Une première phase du projet vise à définir les meilleures modalités pour l’acquisition des données. “Cette partie est assurée par les entreprises Copeeks et NeoTec Vision. Il y a beaucoup de points à éclaircir. Faut-il embarquer le capteur sur un tracteur ? Sur un drone ? À quelle altitude ? En fonction du type de capteur retenu, l’investissement peut varier énormément. Ce qui va impacter le modèle économique.

Intelligence artificielle

 

Alban Pobla et Aurélien Yol ont fondé la start-up Dilepix : née d’un transfert de technologie avec Inria Rennes-Bretagne-Atlantique en 2017, elle a officialisé sa création en mars 2018.

Une fois ces captures effectuées, place à Dilepix, une start-up Inria née des travaux en vision robotique menés au centre de recherche de Rennes. “Nous sommes un acteur purement logiciel spécialisé dans l’intelligence artificielle pour l’agriculture, précise Aurélien Yol, co-fondateur. Nous développons un service d’analyse d’images qui s’adresse aux coopératives. Il peut s’agir de traiter des vidéos issues de la surveillance des élevages, ou des images provenant de pièges à insectes connectés, ou bien encore des images de cultures prises à partir de caméras montées sur des tracteurs, des drones, ou autre. L’analyse automatique de ces données permet de remonter des alertes pour signaler, par exemple, l’imminence d’un vêlage ou l’apparition de mauvaises herbes sur une parcelle.
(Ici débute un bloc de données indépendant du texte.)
/// A step in the pipeline.
#[derive(Debug, Clone, PartialEq, Serialize, Deserialize)]
pub enum PipelineStep {
    // === Table Filtering ===
    /// Keep variants with an empty filters set.
    FilterPass,
    /// Drop variants in low-confidence regions.
    FilterLowConfRegions { filter_decoy: bool },
    /// Keep variants with AF below 5%.
    FilterRare { freq_index: usize },

    // === Annotation ===
    /// Restrict consequences to canonical transcripts.
    FilterCanonical,
    /// Annotate worst consequence per gene.
    ProcessConsequences,
    /// Annotate the frequency bin.
    AnnotateFreqBin { freq_index: usize },

    // === Outputs ===
    /// Category counts, total and per frequency bin.
    SummaryCounts(SummaryCountsConfig),
    /// Gene-level LoF matrix; needs genotypes.
    GeneLofMatrix(GeneLofConfig),
}

/// Pipeline configuration for serialization.
#[derive(Debug, Clone, PartialEq, Serialize, Deserialize)]
pub struct PipelineConfig {
    /// Name of the pipeline.
    pub name: String,
    /// Description.
    pub description: Option<String>,
    /// Steps to execute.
    pub steps: Vec<PipelineStep>,
}

impl PipelineConfig {
    /// Load from YAML string.
    pub fn from_yaml(yaml: &str) -> Result<Self> {
        serde_yaml::from_str(yaml).map_err(SummaryError::from)
    }

    /// Save to YAML string.
    pub fn to_yaml(&self) -> Result<String> {
        serde_yaml::to_string(self).map_err(SummaryError::from)
    }
}

/// Data a pipeline runs on. Only `variants` is required; steps that need
/// another input fail when it is absent.
pub struct PipelineInputs<'a> {
    pub variants: VariantTable,
    /// Genotype TSV matched against the variants when a matrix is needed.
    pub genotypes: Option<PathBuf>,
    pub metadata: Option<&'a SampleMetadata>,
    pub expression: Option<&'a TranscriptExpression>,
    pub regions: Option<&'a dyn RegionFilter>,
}

impl<'a> PipelineInputs<'a> {
    pub fn new(variants: VariantTable) -> Self {
        Self {
            variants,
            genotypes: None,
            metadata: None,
            expression: None,
            regions: None,
        }
    }

    pub fn genotypes(mut self, path: impl Into<PathBuf>) -> Self {
        self.genotypes = Some(path.into());
        self
    }

    pub fn metadata(mut self, metadata: &'a SampleMetadata) -> Self {
        self.metadata = Some(metadata);
        self
    }

    pub fn expression(mut self, expression: &'a TranscriptExpression) -> Self {
        self.expression = Some(expression);
        self
    }

    pub fn regions(mut self, regions: &'a dyn RegionFilter) -> Self {
        self.regions = Some(regions);
        self
    }
}

/// Everything a pipeline run produced.
#[derive(Debug, Clone)]
pub struct PipelineOutput {
    /// Name of the pipeline that produced the output.
    pub name: String,
    /// Variant table after all table steps.
    pub variants: VariantTable,
    pub summary_counts: Option<SummaryCountsTable>,
    pub gene_lof: Option<GeneLofMatrix>,
}

/// Builder for constructing and running pipelines.
#[derive(Debug, Clone)]
pub struct Pipeline {
    steps: Vec<PipelineStep>,
    name: String,
}

impl Default for Pipeline {
    fn default() -> Self {
        Self::new()
    }
}
//! Data structures for variant summary statistics.

pub mod alleles;
mod genotype_matrix;
mod locus;
mod result;
mod samples;
mod variant;

pub use alleles::{allele_type, is_indel, is_snp, AlleleType};
pub use genotype_matrix::{Genotype, VariantMatrix};
pub use locus::{Locus, LocusClass, ReferenceGenome};
pub use result::{
    FreqBinRow, GeneGroupKey, GeneLofMatrix, GeneLofRow, GenotypeCounts, GroupDetail, SiteStats,
    SummaryCountsTable,
};
pub use samples::SampleMetadata;
pub use variant::{Frequency, TranscriptConsequence, VariantRecord, VariantTable, VepAnnotation};
//! Frequency binning of variants.

mod bin;

pub use bin::{freq_bin, FreqBin};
Invitée par l’accélérateur de start-up du Crédit Agricole, c’est au salon de l’électronique grand public de Las Vegas que Dilepix a présenté son premier produit : un service d’analyse d’images à distance sur plateforme cloud. “Le CES de Las Vegas, ce n’est pas que du MP3, indique Alban Pobla, co-fondateur. Il y avait aussi la dernière moissonneuse batteuse de John Deere. Nous avons d’ailleurs rencontré le responsable de la conception des cabines du constructeur et nous lui avons expliqué que c’est là que nous voulions installer notre technologie.

 

S’affranchir des produits phytosanitaires

 

En France, des systèmes de reconnaissance visuelle commencent à embarquer sur des tracteurs pour actionner ponctuellement les buses des pulvérisateurs. “Mais ils s’appliquent à du traitement direct, remarque Benoît Camus. C‘est à dire qu’ils détectent pour mieux pulvériser. Nous, nous souhaitons une solution qui permette de nous affranchir le plus possible des produits phytosanitaires. En tant que prescripteur, nous voulons pouvoir faire du conseil afin d’aider les exploitants à adapter les pratiques. Parfois, effectivement, il faudra pulvériser. Mais dans d’autre cas, on pourra recourir au désherbage mécanique ou modifier la rotation des cultures, par exemple. C’est pour cela que nous sommes passés de l’idée d’un outil de reconnaissance à un outil de cartographie.

De son côté, Dilepix travaille sur une nouvelle version de sa technologie. “L’idée, c’est de ne plus envoyer les images vers le cloud, mais de les traiter directement en local en utilisant la puissance de calcul disponible sur le capteur, résume Alban Pobla. On ne fait plus remonter l’image, ce qui consomme de la bande passante, mais seulement l’information pertinente. Nous envisageons aussi d’effectuer les calculs sur un ordinateur embarqué dans le tracteur. L’exploitant dispose ainsi d’une analyse en temps réel et il peut décider immédiatement d’une action à entreprendre.”

VISP, librairie en vision robotique

 

Pour ces travaux, la start-up s’appuie sur VISP, une librairie logicielle pour la vision robotique développée par l’équipe de recherche Rainbow au cours des 20 dernières années. “Dans le cadre du projet Cartam, un ingénieur va être recruté au sein de cette équipe afin d’adapter des éléments de la librairie à notre cas d’usage,” indique Aurélien Yol. “Notre start-up agit comme un vecteur de transfert technologique, ajoute Alban Pobla. D’une part, nous apportons aux scientifiques une problématique de terrain et, d’autre part, nous contribuons à concevoir une solution innovante qui répond aux attentes des utilisateurs.”

Dilepix finalise par ailleurs une levée de fonds et s’apprête à embaucher. “Nous allons recruter très prochainement trois ingénieurs. D’autres postes seront aussi à pourvoir. Nous tablons sur un effectif d’une dizaine de personnes avant la fin de l’année.

 

  • (1) Localisée à Rennes, Rainbow est une équipe-projet Inria commune à l’Irisa (UMR6074). Elle est affiliée à l’Université Rennes 1, à Insa Rennes et au CNRS.